IntroductionRepresenting patient-registered addresses as pseudonymised Unique Property Reference Numbers (UPRNs) enables linkage of environmental and household information to electronic health records (EHRs). However, the accuracy and potential biases in address-matching algorithm results applied to patient addresses is unknown.
 Objectives and ApproachTo investigate accuracy, match rate, and biases in assigning UPRNs to general practitioner (GP)-registered patient addresses for a geographically-defined UK population, using a bespoke deterministic address-matching algorithm comprising 213 rules applied in rank order of minimising false-positives, developed for the Discovery Data Service.
 We ran this algorithm to match 906,220 adult patient GP-registered addresses (48% female, 47% non-White, 89% 20-64) sampled in mid-2018 from 159 GP practices in four London boroughs to Ordnance Survey’s AddressBase Premium database.
 We evaluated the error rates using a gold-standard dataset. We used binary logistic regression to estimate the likelihood (Odds Ratio [OR]; 95% Confidence Intervals [CI]) of no UPRN match according to and adjusting for patient age, sex, ethnic background, deprivation, residential mobility and multiple GP registrations.
 Results96% of patient addresses were successfully assigned a UPRN. Algorithm sensitivity, specificity, positive and negative predictive-values and F-measure were, respectively: 0.993, 0.019, 0.914, 0.204, and 0.9516.

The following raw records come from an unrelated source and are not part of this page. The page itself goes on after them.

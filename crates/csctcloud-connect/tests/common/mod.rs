use std::fs;
use std::path::{Path, PathBuf};
use tempfile::TempDir;

/// Throwaway home directory plus settings file for one CLI run
pub struct TestHome {
    pub root: TempDir,
}

impl TestHome {
    pub fn new() -> Self {
        let root = tempfile::tempdir().unwrap();
        Self { root }
    }

    pub fn path(&self) -> &Path {
        self.root.path()
    }

    /// Write `config.yaml` and return its path
    pub fn write_settings(&self, content: &str) -> PathBuf {
        let path = self.path().join("config.yaml");
        fs::write(&path, content).unwrap();
        path
    }

    #[allow(dead_code)]
    pub fn log_file(&self) -> PathBuf {
        self.path().join("csctcloud-connect.log")
    }

    /// Write an executable shell script standing in for an external CLI
    #[cfg(unix)]
    #[allow(dead_code)]
    pub fn write_script(&self, name: &str, body: &str) -> PathBuf {
        use std::os::unix::fs::PermissionsExt;

        let path = self.path().join(name);
        fs::write(&path, format!("#!/bin/sh\n{}", body)).unwrap();
        fs::set_permissions(&path, fs::Permissions::from_mode(0o755)).unwrap();
        path
    }

    /// The binary with its home and settings pointed at this directory
    pub fn command(&self) -> assert_cmd::Command {
        let mut cmd = assert_cmd::Command::cargo_bin("csctcloud-connect").unwrap();
        cmd.env("HOME", self.path())
            .env("USERPROFILE", self.path())
            .env_remove("CSCTCLOUD_CONFIG")
            .arg("--no-dialog");
        cmd
    }
}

 After mutual adjustment, UPRN assignment was less likely for: men (OR: 0.87; 95%CI: 0.83,0.91); adolescents and the elderly (15-19 years: 0.57;0.43,0.77; ≥90 years: 0.39;0.18,0.84); those from Chinese ethnic backgrounds (0.87;0.8,0.91), living in the least deprived areas (0.25;0.21,0.31), or with two or more distinct UPRNs across multiple registrations (0.37;0.28,0.49); and more likely for: those from Bangladeshi ethnic backgrounds (1.79;1.61,2.00), registered before 2018 (5.10;4.42,5.87), or with multiple GP registrations (2.36;1.82,3.05).
 Conclusion / ImplicationsThe Discovery open-source algorithm achieves a high accurate match rate and quantifies the demographic groups that may be under-represented among those successfully matched. This is the first time that bias in matching rates for an address-matching algorithm has been evaluated using patient-registered addresses.